Children by the dozen, abandoning their ghos (traditional robes) for jeans and T-shirts bearing US wrestling logos; on their heads Stars and Stripes bandannas. On the mud wall of the ancient crematorium, they crawled in charcoal a message in English with swear words.
In one village so many farmers were watching TV that an entire crop failed. There is something depressing about watching a society casting aside its unique character in favour of a Californian beach.
ROTTEN RESULTS
Bhutan's isolation has made the impact of television all the clearer. Consider the results of the impact study:
One third of girls now want to look more American (whiter skin, blond hair).
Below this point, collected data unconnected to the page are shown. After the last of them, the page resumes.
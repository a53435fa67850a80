mod llama_backend;
mod registry;
mod stub;
pub mod template;


pub use llama_backend::LlamaBackend;
pub use registry::{ActiveRequestRegistry, CancelOutcome};
pub use stub::StubBackend;
pub use template::PromptTemplate;

use async_trait::async_trait;
use futures::Stream;
use std::pin::Pin;
use tokenflow_common::{ConversationMessage, DecodedImage, Result, ToolSpec};

/// Opaque identifier for one in-flight generation inside the backend.
/// Exclusively owned by the session that launched it; the active-request
/// registry only holds a lookup reference.
#[derive(Debug, Clone, Copy, PartialEq, Eq, Hash)]
pub struct GenerationHandle(pub u64);

impl std::fmt::Display for GenerationHandle {
    fn fmt(&self, f: &mut std::fmt::Formatter<'_>) -> std::fmt::Result {
        write!(f, "{}", self.0)
    }
}

/// Per-handle statistics reported by the backend. Times are seconds.
#[derive(Debug, Clone, PartialEq)]
pub struct HandleStats {
    pub prompt_tokens: usize,
    pub output_tokens: usize,
    pub total_time: f64,
    pub first_token_time: f64,
    pub speed: f64,
}

/// Effective sampling parameters handed to the backend at launch. `None`
/// knobs fall through to the backend's own defaults.
#[derive(Debug, Clone, PartialEq)]
pub struct SamplingParams {
    pub max_tokens: usize,
    pub min_tokens: usize,
    pub temperature: Option<f32>,
    pub top_p: Option<f32>,
    pub top_k: Option<i32>,
    pub frequency_penalty: Option<f32>,
}

/// One generation launch. `raw_prompt` bypasses conversation templating
/// for the plain-completion endpoint.
#[derive(Debug, Clone)]
pub struct LaunchSpec {
    pub messages: Vec<ConversationMessage>,
    pub raw_prompt: Option<String>,
    pub params: SamplingParams,
    pub tools: Option<Vec<ToolSpec>>,
    pub images: Vec<DecodedImage>,
}

/// Lazy, finite, non-restartable sequence of generated text fragments.
pub type DeltaStream = Pin<Box<dyn Stream<Item = Result<String>> + Send>>;

/// The external model capability. Implementations own generation progress,
/// token accounting and per-handle bookkeeping; callers own the request
/// lifecycle around it.
#[async_trait]
pub trait ModelBackend: Send + Sync {
    /// Count prompt tokens for a normalized conversation.
    async fn count_prompt_tokens(&self, messages: &[ConversationMessage]) -> Result<usize>;

    /// Tokenize a text fragment.
    async fn tokenize(&self, text: &str) -> Result<Vec<u32>>;

    /// Start a generation and return its handle plus the delta stream.
    async fn launch_stream(&self, spec: LaunchSpec) -> Result<(GenerationHandle, DeltaStream)>;

    /// Abort an in-flight generation. Must not be called on a normally
    /// finished handle.
    async fn abort(&self, handle: GenerationHandle) -> Result<()>;

    /// Stats snapshot for a handle, or `None` for an unknown one. Querying
    /// a finished handle releases its bookkeeping, so terminal stats can be
    /// read exactly once.
    async fn handle_stats(&self, handle: GenerationHandle) -> Option<HandleStats>;
}
mod config_loader;

#[cfg(test)]
mod tests;

pub use config_loader::{AppConfig, BackendConfig, ConfigLoader, ModelConfig, ServerConfig};
//! Scripted in-memory backend for tests and offline smoke runs. Yields a
//! fixed delta sequence, records launches and aborts, and reports
//! configurable per-handle stats.

use async_trait::async_trait;
use std::collections::HashMap;
use std::sync::atomic::{AtomicBool, AtomicU64, Ordering};
use std::sync::{Arc, Mutex};
use tokenflow_common::{ConversationMessage, Error, Result};

use crate::{DeltaStream, GenerationHandle, HandleStats, LaunchSpec, ModelBackend, SamplingParams};

pub struct StubBackend {
    deltas: Vec<String>,
    prompt_tokens: usize,
    stats: Option<HandleStats>,
    fail_after: Option<usize>,
    next_handle: AtomicU64,
    launches: Mutex<Vec<LaunchSpec>>,
    aborted: Mutex<Vec<GenerationHandle>>,
    cancel_flags: Mutex<HashMap<GenerationHandle, Arc<AtomicBool>>>,
}

impl StubBackend {
    pub fn new<I, S>(deltas: I) -> Self
    where
        I: IntoIterator<Item = S>,
        S: Into<String>,
    {
        Self {
            deltas: deltas.into_iter().map(Into::into).collect(),
            prompt_tokens: 0,
            stats: None,
            fail_after: None,
            next_handle: AtomicU64::new(0),
            launches: Mutex::new(Vec::new()),
            aborted: Mutex::new(Vec::new()),
            cancel_flags: Mutex::new(HashMap::new()),
        }
    }

    pub fn with_prompt_tokens(mut self, prompt_tokens: usize) -> Self {
        self.prompt_tokens = prompt_tokens;
        self
    }

    pub fn with_stats(mut self, stats: HandleStats) -> Self {
        self.stats = Some(stats);
        self
    }

    /// Inject an upstream error before yielding the delta at `index`.
    pub fn failing_after(mut self, index: usize) -> Self {
        self.fail_after = Some(index);
        self
    }

    pub fn abort_count(&self) -> usize {
        self.aborted.lock().map(|a| a.len()).unwrap_or(0)
    }

    pub fn aborted_handles(&self) -> Vec<GenerationHandle> {
        self.aborted.lock().map(|a| a.clone()).unwrap_or_default()
    }

    pub fn launch_count(&self) -> usize {
        self.launches.lock().map(|l| l.len()).unwrap_or(0)
    }

    pub fn last_params(&self) -> Option<SamplingParams> {
        self.launches
            .lock()
            .ok()
            .and_then(|l| l.last().map(|spec| spec.params.clone()))
    }

    pub fn last_launch(&self) -> Option<LaunchSpec> {
        self.launches.lock().ok().and_then(|l| l.last().cloned())
    }
}

#[async_trait]
impl ModelBackend for StubBackend {
    async fn count_prompt_tokens(&self, _messages: &[ConversationMessage]) -> Result<usize> {
        Ok(self.prompt_tokens)
    }

    async fn tokenize(&self, text: &str) -> Result<Vec<u32>> {
        Ok(text.chars().map(|c| c as u32).collect())
    }

    async fn launch_stream(&self, spec: LaunchSpec) -> Result<(GenerationHandle, DeltaStream)> {
        let handle = GenerationHandle(self.next_handle.fetch_add(1, Ordering::Relaxed) + 1);
        let flag = Arc::new(AtomicBool::new(false));
        if let Ok(mut flags) = self.cancel_flags.lock() {
            flags.insert(handle, flag.clone());
        }
        if let Ok(mut launches) = self.launches.lock() {
            launches.push(spec);
        }

        let deltas = self.deltas.clone();
        let fail_after = self.fail_after;
        let stream = async_stream::stream! {
            for (i, delta) in deltas.into_iter().enumerate() {
                if flag.load(Ordering::SeqCst) {
                    return;
                }
                if fail_after == Some(i) {
                    yield Err(Error::Backend("injected upstream failure".into()));
                    return;
                }
                yield Ok(delta);
                tokio::task::yield_now().await;
            }
        };
        Ok((handle, Box::pin(stream)))
    }

    async fn abort(&self, handle: GenerationHandle) -> Result<()> {
        let flag = self
            .cancel_flags
            .lock()
            .ok()
            .and_then(|flags| flags.get(&handle).cloned());
        let Some(flag) = flag else {
            return Err(Error::Backend(format!("unknown generation handle {}", handle)));
        };
        flag.store(true, Ordering::SeqCst);
        if let Ok(mut aborted) = self.aborted.lock() {
            aborted.push(handle);
        }
        Ok(())
    }

    async fn handle_stats(&self, _handle: GenerationHandle) -> Option<HandleStats> {
        Some(self.stats.clone().unwrap_or(HandleStats {
            prompt_tokens: self.prompt_tokens,
            output_tokens: self.deltas.len(),
            total_time: 0.0,
            first_token_time: 0.0,
            speed: 0.0,
        }))
    }
}
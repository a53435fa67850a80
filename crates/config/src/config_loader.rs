use serde::{Deserialize, Serialize};
use std::path::PathBuf;
use tokenflow_common::Result;
use tracing::{debug, info};

/// Application configuration
#[derive(Debug, Clone, Serialize, Deserialize)]
pub struct AppConfig {
    pub server: ServerConfig,
    pub backend: BackendConfig,
    pub model: ModelConfig,
}

/// Server configuration
#[derive(Debug, Clone, Serialize, Deserialize)]
pub struct ServerConfig {
    pub host: String,
    pub port: u16,
    /// When set, `/v1/*` routes require `Authorization: Bearer <key>`.
    pub api_key: Option<String>,
    /// Enables the cancel and active-request inspection endpoints.
    pub admin_endpoints: bool,
}

/// Upstream generation backend (llama.cpp-server compatible)
#[derive(Debug, Clone, Serialize, Deserialize)]
pub struct BackendConfig {
    pub url: String,
    pub connect_timeout_secs: u64,
}

/// Identity and behavior of the single served model
#[derive(Debug, Clone, Serialize, Deserialize)]
pub struct ModelConfig {
    pub name: String,
    /// Tool-call parser override; resolved from the model name when unset.
    pub tool_parser: Option<String>,
    /// Log normalized input messages at debug level.
    pub log_prompt_input: bool,
}

impl Default for AppConfig {
    fn default() -> Self {
        Self {
            server: ServerConfig {
                host: "127.0.0.1".to_string(),
                port: 8081,
                api_key: None,
                admin_endpoints: false,
            },
            backend: BackendConfig {
                url: "http://127.0.0.1:8080".to_string(),
                connect_timeout_secs: 5,
            },
            model: ModelConfig {
                name: "default".to_string(),
                tool_parser: None,
                log_prompt_input: false,
            },
        }
    }
}

/// Configuration loader
pub struct ConfigLoader;

impl ConfigLoader {
    /// Load configuration from file or use defaults
    pub fn load(path: Option<&PathBuf>) -> Result<AppConfig> {
        if let Some(path) = path {
            if path.exists() {
                let content = std::fs::read_to_string(path)?;
                let config: AppConfig = serde_json::from_str(&content)?;
                info!("loaded configuration from {}", path.display());
                return Ok(config);
            }
        }

        // Check default locations
        let default_paths = vec![
            PathBuf::from("tokenflow.json"),
            dirs::config_dir()
                .unwrap_or_else(|| PathBuf::from("."))
                .join("tokenflow/config.json"),
        ];

        for path in default_paths {
            if path.exists() {
                let content = std::fs::read_to_string(&path)?;
                let config: AppConfig = serde_json::from_str(&content)?;
                info!("loaded configuration from {}", path.display());
                return Ok(config);
            }
        }

        debug!("no configuration file found, using defaults");
        Ok(AppConfig::default())
    }

    /// Save configuration to file
    pub fn save(config: &AppConfig, path: &PathBuf) -> Result<()> {
        let content = serde_json::to_string_pretty(config)?;
        std::fs::write(path, content)?;
        Ok(())
    }
}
A similar proportion have new approaches to relationships (boyfriends not husbands, sex not marriage).
More than 35% of parents prefer to watch TV than talk to their children.
Almost 50% of children watch for up to 12 hours a day.
Is this how we came to live in our Big Brother society, mesmerised by the fate of minor celebrities fighting in the jungle?
The King underestimated the power of TV, perceiving it as a benign and controllable force, allowing it free rein, believing that his kingdom's culture was strong enough to resist its messages.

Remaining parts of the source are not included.